AMPUTATION IN THE SETTING OF TRAUMA

Is there a certain population of patients with such severe injuries that they are better off with an amputation and immediate rehabilitation rather than multiple reconstructive procedures with prolonged recovery?

If so, how does one identify these patients?
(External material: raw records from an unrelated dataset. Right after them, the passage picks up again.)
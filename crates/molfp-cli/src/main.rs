//! molfp command-line tool.
//!
//! Works on fingerprint files holding hex-encoded, length-prefixed buffers:
//! - bitmap and sparse similarity
//! - folding sparse fingerprints into bitmaps and range summaries
//! - overlap screening against those summaries
//! - inspection of stored buffers

mod commands;
mod config;

use anyhow::{bail, Result};
use config::CliConfig;
use std::path::Path;
use tracing::info;
use tracing_subscriber::{EnvFilter, FmtSubscriber};

const USAGE: &str = "usage: molfp <command> [files]

commands:
  bitmap-sim <a> <b>           tanimoto, dice and tversky of two bitmaps
  sparse-sim <a> <b>           streaming and materialized sparse similarity
  fold <sparse>                fold into a MOLFP_FOLD_BITS bitmap
  range <sparse>               compress into MOLFP_RANGE_INTS (low, high) buckets
  overlap <stored> <query>     screen a query against a stored fingerprint
  inspect <file>               describe a stored fingerprint
  config                       print the generator configuration";

fn main() -> Result<()> {
    let config = CliConfig::from_env();

    // Initialize logging
    let filter = EnvFilter::try_from_default_env()
        .unwrap_or_else(|_| EnvFilter::new(&config.log_level));
    let subscriber = FmtSubscriber::builder()
        .with_env_filter(filter)
        .with_writer(std::io::stderr)
        .finish();
    tracing::subscriber::set_global_default(subscriber)?;

    let args: Vec<String> = std::env::args().skip(1).collect();
    let Some((command, files)) = args.split_first() else {
        bail!("{USAGE}");
    };
    info!(command = %command, files = files.len(), "Running");

    let output = match (command.as_str(), files) {
        ("bitmap-sim", [a, b]) => commands::bitmap_sim(&load(a)?, &load(b)?, &config)?,
        ("sparse-sim", [a, b]) => commands::sparse_sim(&load(a)?, &load(b)?)?,
        ("fold", [f]) => commands::fold(&load(f)?, &config)?,
        ("range", [f]) => commands::range(&load(f)?, &config)?,
        ("overlap", [s, q]) => commands::overlap(&load(s)?, &load(q)?, &config)?,
        ("inspect", [f]) => commands::inspect(&load(f)?)?,
        ("config", []) => commands::generator_config()?,
        _ => bail!("{USAGE}"),
    };
    println!("{}", output.trim_end());
    Ok(())
}

fn load(path: &str) -> Result<Vec<u8>> {
    commands::load(Path::new(path))
}
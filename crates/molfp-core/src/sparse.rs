//! Sparse integer-vector fingerprints.
//!
//! A sparse fingerprint maps keys in `0..width` to nonzero `i32` counts.
//! Entries live in a `BTreeMap`, so iteration and serialization are always
//! in ascending key order.

use crate::bitmap::bytes_for_bits;
use crate::range::{IntRange, RangeArray};
use crate::wire::{self, WireView};
use crate::{BitmapFingerprint, ByteA, FingerprintError, Operand, Result};
use serde::{Deserialize, Serialize};
use std::collections::btree_map::{self, BTreeMap};

/// A sparse fingerprint over a key space of `width` keys.
///
/// # Example
/// ```
/// use molfp_core::SparseFingerprint;
///
/// let a = SparseFingerprint::from_entries(16, [(1, 3), (5, 2)]).unwrap();
/// let b = SparseFingerprint::from_entries(16, [(5, 4), (9, 1)]).unwrap();
/// assert!((a.dice(&b).unwrap() - 0.4).abs() < 1e-12);
/// ```
#[derive(Clone, Debug, PartialEq, Eq, Hash)]
pub struct SparseFingerprint {
    width: u32,
    elements: BTreeMap<u32, i32>,
}

impl SparseFingerprint {
    /// Create an empty fingerprint over `width` keys.
    pub fn new(width: u32) -> Self {
        Self {
            width,
            elements: BTreeMap::new(),
        }
    }

    /// Build from `(key, value)` pairs. Later pairs overwrite earlier ones and
    /// zero values are not stored.
    pub fn from_entries<I>(width: u32, entries: I) -> Result<Self>
    where
        I: IntoIterator<Item = (u32, i32)>,
    {
        let mut fp = Self::new(width);
        for (key, value) in entries {
            fp.set(key, value)?;
        }
        Ok(fp)
    }

    /// Set the value for `key`. Setting zero removes the key.
    pub fn set(&mut self, key: u32, value: i32) -> Result<()> {
        if key >= self.width {
            return Err(FingerprintError::KeyOutOfRange {
                key,
                width: self.width,
            });
        }
        if value == 0 {
            self.elements.remove(&key);
        } else {
            self.elements.insert(key, value);
        }
        Ok(())
    }

    /// Value stored for `key`, or zero.
    #[inline]
    pub fn get(&self, key: u32) -> i32 {
        self.elements.get(&key).copied().unwrap_or(0)
    }

    /// Size of the key space.
    #[inline]
    pub fn width(&self) -> u32 {
        self.width
    }

    /// Number of stored (nonzero) entries.
    #[inline]
    pub fn len(&self) -> usize {
        self.elements.len()
    }

    #[inline]
    pub fn is_empty(&self) -> bool {
        self.elements.is_empty()
    }

    /// Entries in ascending key order.
    pub fn iter(&self) -> impl ExactSizeIterator<Item = (u32, i32)> + '_ {
        self.elements.iter().map(|(k, v)| (*k, *v))
    }

    /// Sum of all stored values.
    pub fn total(&self) -> i64 {
        self.elements.values().map(|v| *v as i64).sum()
    }

    /// Decode the wire format.
    ///
    /// Keys need not be ascending here, but they must be unique and inside
    /// the declared width.
    pub fn from_wire(buf: &[u8]) -> Result<Self> {
        let view = WireView::parse(buf, Operand::First).map_err(|e| match e {
            FingerprintError::Format {
                field,
                expected,
                found,
                ..
            } => FingerprintError::decode(
                "sparse fingerprint",
                format!("{} expected {}, found {}", field, expected, found),
            ),
            FingerprintError::Decode { reason, .. } => {
                FingerprintError::decode("sparse fingerprint", reason)
            }
            other => other,
        })?;

        let mut fp = Self::new(view.width());
        for (key, value) in view.entries() {
            if key >= fp.width {
                return Err(FingerprintError::decode(
                    "sparse fingerprint",
                    format!("key {} outside width {}", key, fp.width),
                ));
            }
            if value == 0 {
                continue;
            }
            match fp.elements.entry(key) {
                btree_map::Entry::Vacant(slot) => {
                    slot.insert(value);
                }
                btree_map::Entry::Occupied(_) => {
                    return Err(FingerprintError::decode(
                        "sparse fingerprint",
                        format!("duplicate key {}", key),
                    ));
                }
            }
        }
        Ok(fp)
    }

    /// Encode to the wire format, keys ascending.
    pub fn to_wire(&self) -> Vec<u8> {
        wire::encode(self.width, self.elements.len(), self.iter())
    }

    /// Construct from the stored length-prefixed form.
    pub fn from_varlena(buf: &[u8]) -> Result<Self> {
        let bytes = ByteA::from_varlena(buf)?;
        Self::from_wire(bytes.as_bytes())
    }

    /// Produce the stored length-prefixed form.
    pub fn to_varlena(&self) -> bytes::Bytes {
        self.to_bytea().to_varlena()
    }

    /// Wire bytes as a `ByteA`.
    pub fn to_bytea(&self) -> ByteA {
        ByteA::from(self.to_wire())
    }

    /// Fold every key into `key % num_bits` of a bitmap.
    ///
    /// Distinct keys may land on the same bit; that loss is accepted.
    pub fn to_bitmap(&self, num_bits: usize) -> Result<BitmapFingerprint> {
        if num_bits == 0 {
            return Err(FingerprintError::InvalidWidth("bitmap bit count"));
        }
        let mut bytes = vec![0u8; bytes_for_bits(num_bits)];
        for key in self.elements.keys() {
            let n = *key as usize % num_bits;
            bytes[n / 8] |= 1u8 << (n % 8);
        }
        Ok(BitmapFingerprint::from_bytes(bytes))
    }

    /// Fold into a low-resolution `(low, high)` bucket summary.
    pub fn to_range_compressed(&self, num_ints: usize) -> Result<RangeArray> {
        if num_ints == 0 {
            return Err(FingerprintError::InvalidWidth("range bucket count"));
        }
        let mut buckets = vec![IntRange::default(); num_ints];
        for (key, value) in self.iter() {
            buckets[key as usize % num_ints].absorb(value);
        }
        Ok(RangeArray::from_buckets(buckets))
    }

    /// Elementwise sum over the union of keys.
    pub fn add(&self, other: &Self) -> Result<Self> {
        self.combine(other, "add", i32::checked_add)
    }

    /// Elementwise difference over the union of keys.
    pub fn subtract(&self, other: &Self) -> Result<Self> {
        self.combine(other, "subtract", i32::checked_sub)
    }

    fn combine(
        &self,
        other: &Self,
        op: &'static str,
        f: fn(i32, i32) -> Option<i32>,
    ) -> Result<Self> {
        if self.width != other.width {
            return Err(FingerprintError::Arithmetic(format!(
                "{}: width {} does not match width {}",
                op, self.width, other.width
            )));
        }

        let mut out = self.clone();
        for (key, value) in other.iter() {
            let current = out.get(key);
            let next = f(current, value).ok_or_else(|| {
                FingerprintError::Arithmetic(format!(
                    "{}: overflow at key {} ({} and {})",
                    op, key, current, value
                ))
            })?;
            out.set(key, next)?;
        }
        Ok(out)
    }

    /// Tanimoto similarity over the materialized vectors.
    pub fn tanimoto(&self, other: &Self) -> Result<f64> {
        crate::similarity::sparse::tanimoto(self, other)
    }

    /// Dice similarity over the materialized vectors.
    pub fn dice(&self, other: &Self) -> Result<f64> {
        crate::similarity::sparse::dice(self, other)
    }
}

impl Serialize for SparseFingerprint {
    fn serialize<S>(&self, serializer: S) -> std::result::Result<S::Ok, S::Error>
    where
        S: serde::Serializer,
    {
        let wire = self.to_wire();
        if serializer.is_human_readable() {
            serializer.serialize_str(&hex::encode(wire))
        } else {
            serializer.serialize_bytes(&wire)
        }
    }
}

impl<'de> Deserialize<'de> for SparseFingerprint {
    fn deserialize<D>(deserializer: D) -> std::result::Result<Self, D::Error>
    where
        D: serde::Deserializer<'de>,
    {
        let wire = if deserializer.is_human_readable() {
            let s = String::deserialize(deserializer)?;
            hex::decode(s).map_err(serde::de::Error::custom)?
        } else {
            Vec::<u8>::deserialize(deserializer)?
        };
        Self::from_wire(&wire).map_err(serde::de::Error::custom)
    }
}

#[cfg(test)]
mod tests {
    use super::*;
    use crate::wire::SPARSE_FORMAT_VERSION;

    fn fp(width: u32, entries: &[(u32, i32)]) -> SparseFingerprint {
        SparseFingerprint::from_entries(width, entries.iter().copied()).unwrap()
    }

    #[test]
    fn test_zero_values_not_stored() {
        let mut a = fp(32, &[(1, 3), (2, 0)]);
        assert_eq!(a.len(), 1);
        a.set(1, 0).unwrap();
        assert!(a.is_empty());
    }

    #[test]
    fn test_key_out_of_range() {
        let err = SparseFingerprint::from_entries(8, [(8, 1)]).unwrap_err();
        assert_eq!(err, FingerprintError::KeyOutOfRange { key: 8, width: 8 });
    }

    #[test]
    fn test_wire_is_ascending() {
        let a = fp(100, &[(50, 1), (3, 2), (20, -4)]);
        let wire = a.to_wire();
        let keys: Vec<u32> = WireView::parse(&wire, Operand::First)
            .unwrap()
            .entries()
            .map(|(k, _)| k)
            .collect();
        assert_eq!(keys, vec![3, 20, 50]);
        assert_eq!(SparseFingerprint::from_wire(&wire).unwrap(), a);
    }

    #[test]
    fn test_decode_accepts_unordered_keys() {
        let wire = wire::encode(10, 2, [(7, 1), (2, 5)]);
        let a = SparseFingerprint::from_wire(&wire).unwrap();
        assert_eq!(a.get(2), 5);
        assert_eq!(a.get(7), 1);
    }

    #[test]
    fn test_decode_rejects_duplicates_and_range() {
        let dup = wire::encode(10, 2, [(2, 1), (2, 5)]);
        assert!(matches!(
            SparseFingerprint::from_wire(&dup),
            Err(FingerprintError::Decode { .. })
        ));
        let wide = wire::encode(10, 1, [(10, 1)]);
        assert!(SparseFingerprint::from_wire(&wide).is_err());
    }

    #[test]
    fn test_decode_reports_version_as_decode_error() {
        let mut buf = wire::encode(10, 0, []);
        buf[0] = (SPARSE_FORMAT_VERSION + 1) as u8;
        match SparseFingerprint::from_wire(&buf) {
            Err(FingerprintError::Decode { reason, .. }) => {
                assert!(reason.contains("format version"), "{reason}")
            }
            other => panic!("unexpected {other:?}"),
        }
    }

    #[test]
    fn test_varlena_round_trip() {
        let a = fp(2048, &[(0, 1), (1000, 7), (2047, -3)]);
        let stored = a.to_varlena();
        let b = SparseFingerprint::from_varlena(&stored).unwrap();
        assert_eq!(a, b);
        assert_eq!(b.to_varlena(), stored);
    }

    #[test]
    fn test_to_bitmap_collisions() {
        let num_bits = 64;
        let a = fp(1024, &[(0, 1), (64, 1)]);
        let bm = a.to_bitmap(num_bits).unwrap();
        assert_eq!(bm.popcount(), 1);
        assert!(bm.get_bit(0));
        assert_eq!(bm.as_bytes().len(), 8);
    }

    #[test]
    fn test_to_bitmap_odd_width() {
        let a = fp(1024, &[(12, 2), (5, 1)]);
        let bm = a.to_bitmap(10).unwrap();
        assert_eq!(bm.as_bytes().len(), 2);
        assert!(bm.get_bit(2));
        assert!(bm.get_bit(5));
        assert!(a.to_bitmap(0).is_err());
    }

    #[test]
    fn test_add_and_subtract() {
        let a = fp(16, &[(1, 3), (5, 2)]);
        let b = fp(16, &[(5, 4), (9, 1)]);

        let sum = a.add(&b).unwrap();
        assert_eq!(sum.iter().collect::<Vec<_>>(), vec![(1, 3), (5, 6), (9, 1)]);

        let diff = a.subtract(&b).unwrap();
        assert_eq!(diff.iter().collect::<Vec<_>>(), vec![(1, 3), (5, -2), (9, -1)]);

        let zero = a.subtract(&a).unwrap();
        assert!(zero.is_empty());
    }

    #[test]
    fn test_arithmetic_errors() {
        let a = fp(16, &[(1, i32::MAX)]);
        assert!(matches!(a.add(&a), Err(FingerprintError::Arithmetic(_))));
        let b = fp(32, &[]);
        assert!(matches!(a.subtract(&b), Err(FingerprintError::Arithmetic(_))));
    }

    #[test]
    fn test_total() {
        assert_eq!(fp(16, &[(1, 3), (2, -1), (3, 8)]).total(), 10);
    }
}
In an attempt to prognosticate injuries: SCORING SYSTEMS

Mangled Extremity Syndrome Index (MESI)
Gregory et al. 1985 – Retrospective review of 17 patients
> 20 predicted amputation
Limb Salvage Index (LSI)
Russel et al. 1991 – Retrospective review of 70 patients
> 6 predicted amputation
Mangled Extremity Severity Score (MESS)
Johanson et al. 1990 – Retrospective review of 26 patients
>7 predicted amputation
Predictive Salvage Index (PSI)
Howe et al. 1987 – Retrospective review of 21 patients
> 8 predicted amputation

All represent GUIDELINES – None replace clinical judgment.
Based on poorly defined injury criteria, cumbersome application, small numbers, retrospective data, little functional outcome data.

Factors to Consider:
Vascular injury – location, duration of warm ischemia
Bony injury – severity of fracture
Soft tissue injury – crush component, reconstructive requirements,
contamination
Nerve injury – partial vs complete transection
Shock
Age
Injury severity score – ie. Other injuries, particularly to ipsilateral limb
Pre-existing health of patient
Time to operating room
Cost

Most agree that complete loss of sciatic or posterior tibial nerve function is an absolute indication for primary amputation.
AMPUTATION IN THE SETTING OF TUMOUR

PRINCIPLES

Obtain wide margins
– 5-7 cm margin of normal bone marrow

Plan the amputation to ensure viable flaps remain after resection.

Plan to excise the biopsy site and tract in entirety.

Individualize the therapy:

n Sarcomas of bone in lower extremities – often require
hemipelvectomy, hip disarticulation, or AKA

n Soft tissue tumours in lower extremities – may get away with BKA but will require AKA if popliteal neurovascular structures involved (esp. Posterior tibial nerve).